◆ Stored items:
▼▼▼
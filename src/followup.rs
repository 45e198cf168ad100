//! Follow-up question engine: decides what to ask next, if anything.
//!
//! Pure transformation from (transcript, subject context) to a list of
//! 0–2 plain-language questions. Holds no state between calls: whether
//! a gap is open is read entirely from the transcript.

use crate::models::enums::{ForWhom, MessageRole};
use crate::models::{Message, SubjectContext};

/// Maximum questions per turn. More than two at once reads as an
/// interrogation rather than a conversation.
const MAX_QUESTIONS_PER_TURN: usize = 2;

/// What the interview needs next.
#[derive(Debug, Clone, PartialEq, Eq)]
pub enum FollowUpPlan {
    /// Enough information gathered; hand over to the classifier.
    Complete,
    /// Ask these (1–2) questions before classifying.
    Ask(Vec<String>),
}

/// Information categories the interview tries to fill, in priority
/// order.
#[derive(Debug, Clone, Copy, PartialEq, Eq)]
enum Gap {
    Onset,
    Location,
    Severity,
    AssociatedSymptoms,
    RiskFactors,
}

const GAP_PRIORITY: [Gap; 5] = [
    Gap::Onset,
    Gap::Location,
    Gap::Severity,
    Gap::AssociatedSymptoms,
    Gap::RiskFactors,
];

/// Select the next follow-up questions for this transcript.
///
/// A gap is considered closed when the user's messages already answer
/// it, or when an assistant turn already asked it — a user who skipped
/// a question once is not badgered with it again.
pub fn next_questions(transcript: &[Message], ctx: &SubjectContext) -> FollowUpPlan {
    let user_text = collect_text(transcript, MessageRole::User);
    let asked_text = collect_text(transcript, MessageRole::Assistant);

    let questions: Vec<String> = GAP_PRIORITY
        .iter()
        .filter(|gap| !gap_answered(**gap, &user_text, ctx))
        .map(|gap| question_for(*gap, ctx))
        .filter(|q| !asked_text.contains(&q.to_lowercase()))
        .take(MAX_QUESTIONS_PER_TURN)
        .collect();

    if questions.is_empty() {
        FollowUpPlan::Complete
    } else {
        FollowUpPlan::Ask(questions)
    }
}

fn collect_text(transcript: &[Message], role: MessageRole) -> String {
    let mut text = String::new();
    for msg in transcript.iter().filter(|m| m.role == role) {
        if !text.is_empty() {
            text.push(' ');
        }
        text.push_str(&msg.text.to_lowercase());
    }
    text
}

fn gap_answered(gap: Gap, user_text: &str, ctx: &SubjectContext) -> bool {
    match gap {
        Gap::Onset => has_any(
            user_text,
            &[
                "since", "yesterday", "today", "this morning", "last night", "ago",
                "started", "began", "for a few", "for the past", "all week", "woke up",
            ],
        ),
        Gap::Location => {
            has_any(
                user_text,
                &[
                    "head", "forehead", "temple", "eye", "ear", "throat", "neck", "chest",
                    "stomach", "belly", "abdomen", "back", "shoulder", "arm", "hand", "wrist",
                    "hip", "leg", "knee", "ankle", "foot", "skin", "all over",
                ],
            ) || has_any(user_text, &["in my", "on my", "in her", "on her", "in his", "on his", "in their", "on their"])
        }
        Gap::Severity => {
            has_any(
                user_text,
                &["mild", "moderate", "severe", "intense", "slight", "unbearable", "out of 10", "/10"],
            )
        }
        Gap::AssociatedSymptoms => has_any(
            user_text,
            &[
                "also", "as well", "along with", "no other symptom", "nothing else",
                "just the", "only the", "fever", "nausea", "vomit", "dizzy", "rash",
            ],
        ),
        Gap::RiskFactors => {
            // Age on file already answers the age part of the risk
            // picture; text can answer the rest.
            let mentioned = has_any(
                user_text,
                &[
                    "pregnan", "diabet", "blood pressure", "heart condition", "asthma",
                    "chronic", "immune", "otherwise healthy", "no other conditions",
                    "no medical conditions", "no conditions",
                ],
            );
            mentioned || ctx.age.is_some()
        }
    }
}

fn has_any(text: &str, patterns: &[&str]) -> bool {
    patterns.iter().any(|p| text.contains(p))
}

/// Plain-language question per gap, phrased for the subject. Family
/// members get neutral "they" wording.
fn question_for(gap: Gap, ctx: &SubjectContext) -> String {
    let family = ctx.for_whom == ForWhom::FamilyMember;
    match gap {
        Gap::Onset => {
            if family {
                "When did this start for them?".into()
            } else {
                "When did this start?".into()
            }
        }
        Gap::Location => {
            if family {
                "Where on their body is it bothering them?".into()
            } else {
                "Where exactly do you feel it?".into()
            }
        }
        Gap::Severity => {
            if family {
                "How bad does it seem for them, on a scale of 1 to 10?".into()
            } else {
                "How bad is it for you, on a scale of 1 to 10?".into()
            }
        }
        Gap::AssociatedSymptoms => {
            if family {
                "Have they had any other symptoms along with this?".into()
            } else {
                "Have you noticed any other symptoms along with this?".into()
            }
        }
        Gap::RiskFactors => {
            if family {
                "Do they have any ongoing health conditions I should know about?".into()
            } else {
                "Do you have any ongoing health conditions, or is there any chance of pregnancy?".into()
            }
        }
    }
}
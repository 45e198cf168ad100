pub mod enums;
pub mod episode;
pub mod feedback;
pub mod memory;

pub use episode::{Episode, EpisodeUpdate, Message, SubjectContext};
pub use feedback::{FeedbackEntry, FeedbackInput, FeedbackSummary, ReasonBreakdown};
pub use memory::{MemoryCandidate, UserMemory};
▲▲▲
Write the entries out again exactly.

◆ Result for this task:
filename src/followup.rs
repository 45e198cf168ad100
//! Follow-up question engine: decides what to ask next, if anything.
//!
//! Pure transformation from (transcript, subject context) to a list of
//! 0–2 plain-language questions. Holds no state between calls: whether
//! a gap is open is read entirely from the transcript.

use crate::models::enums::{ForWhom, MessageRole};
use crate::models::{Message, SubjectContext};

/// Maximum questions per turn. More than two at once reads as an
/// interrogation rather than a conversation.
const MAX_QUESTIONS_PER_TURN: usize = 2;

/// What the interview needs next.
#[derive(Debug, Clone, PartialEq, Eq)]
pub enum FollowUpPlan {
    /// Enough information gathered; hand over to the classifier.
    Complete,
    /// Ask these (1–2) questions before classifying.
    Ask(Vec<String>),
}

/// Information categories the interview tries to fill, in priority
/// order.
#[derive(Debug, Clone, Copy, PartialEq, Eq)]
enum Gap {
    Onset,
    Location,
    Severity,
    AssociatedSymptoms,
    RiskFactors,
}

const GAP_PRIORITY: [Gap; 5] = [
    Gap::Onset,
    Gap::Location,
    Gap::Severity,
    Gap::AssociatedSymptoms,
    Gap::RiskFactors,
];

/// Select the next follow-up questions for this transcript.
///
/// A gap is considered closed when the user's messages already answer
/// it, or when an assistant turn already asked it — a user who skipped
/// a question once is not badgered with it again.
pub fn next_questions(transcript: &[Message], ctx: &SubjectContext) -> FollowUpPlan {
    let user_text = collect_text(transcript, MessageRole::User);
    let asked_text = collect_text(transcript, MessageRole::Assistant);

    let questions: Vec<String> = GAP_PRIORITY
        .iter()
        .filter(|gap| !gap_answered(**gap, &user_text, ctx))
        .map(|gap| question_for(*gap, ctx))
        .filter(|q| !asked_text.contains(&q.to_lowercase()))
        .take(MAX_QUESTIONS_PER_TURN)
        .collect();

    if questions.is_empty() {
        FollowUpPlan::Complete
    } else {
        FollowUpPlan::Ask(questions)
    }
}

fn collect_text(transcript: &[Message], role: MessageRole) -> String {
    let mut text = String::new();
    for msg in transcript.iter().filter(|m| m.role == role) {
        if !text.is_empty() {
            text.push(' ');
        }
        text.push_str(&msg.text.to_lowercase());
    }
    text
}

fn gap_answered(gap: Gap, user_text: &str, ctx: &SubjectContext) -> bool {
    match gap {
        Gap::Onset => has_any(
            user_text,
            &[
                "since", "yesterday", "today", "this morning", "last night", "ago",
                "started", "began", "for a few", "for the past", "all week", "woke up",
            ],
        ),
        Gap::Location => {
            has_any(
                user_text,
                &[
                    "head", "forehead", "temple", "eye", "ear", "throat", "neck", "chest",
                    "stomach", "belly", "abdomen", "back", "shoulder", "arm", "hand", "wrist",
                    "hip", "leg", "knee", "ankle", "foot", "skin", "all over",
                ],
            ) || has_any(user_text, &["in my", "on my", "in her", "on her", "in his", "on his", "in their", "on their"])
        }
        Gap::Severity => {
            has_any(
                user_text,
                &["mild", "moderate", "severe", "intense", "slight", "unbearable", "out of 10", "/10"],
            )
        }
        Gap::AssociatedSymptoms => has_any(
            user_text,
            &[
                "also", "as well", "along with", "no other symptom", "nothing else",
                "just the", "only the", "fever", "nausea", "vomit", "dizzy", "rash",
            ],
        ),
        Gap::RiskFactors => {
            // Age on file already answers the age part of the risk
            // picture; text can answer the rest.
            let mentioned = has_any(
                user_text,
                &[
                    "pregnan", "diabet", "blood pressure", "heart condition", "asthma",
                    "chronic", "immune", "otherwise healthy", "no other conditions",
                    "no medical conditions", "no conditions",
                ],
            );
            mentioned || ctx.age.is_some()
        }
    }
}

fn has_any(text: &str, patterns: &[&str]) -> bool {
    patterns.iter().any(|p| text.contains(p))
}

/// Plain-language question per gap, phrased for the subject. Family
/// members get neutral "they" wording.
fn question_for(gap: Gap, ctx: &SubjectContext) -> String {
    let family = ctx.for_whom == ForWhom::FamilyMember;
    match gap {
        Gap::Onset => {
            if family {
                "When did this start for them?".into()
            } else {
                "When did this start?".into()
            }
        }
        Gap::Location => {
            if family {
                "Where on their body is it bothering them?".into()
            } else {
                "Where exactly do you feel it?".into()
            }
        }
        Gap::Severity => {
            if family {
                "How bad does it seem for them, on a scale of 1 to 10?".into()
            } else {
                "How bad is it for you, on a scale of 1 to 10?".into()
            }
        }
        Gap::AssociatedSymptoms => {
            if family {
                "Have they had any other symptoms along with this?".into()
            } else {
                "Have you noticed any other symptoms along with this?".into()
            }
        }
        Gap::RiskFactors => {
            if family {
                "Do they have any ongoing health conditions I should know about?".into()
            } else {
                "Do you have any ongoing health conditions, or is there any chance of pregnancy?".into()
            }
        }
    }
}
repository 45e198cf168ad100
pub mod enums;
pub mod episode;
pub mod feedback;
pub mod memory;

pub use episode::{Episode, EpisodeUpdate, Message, SubjectContext};
pub use feedback::{FeedbackEntry, FeedbackInput, FeedbackSummary, ReasonBreakdown};
pub use memory::{MemoryCandidate, UserMemory};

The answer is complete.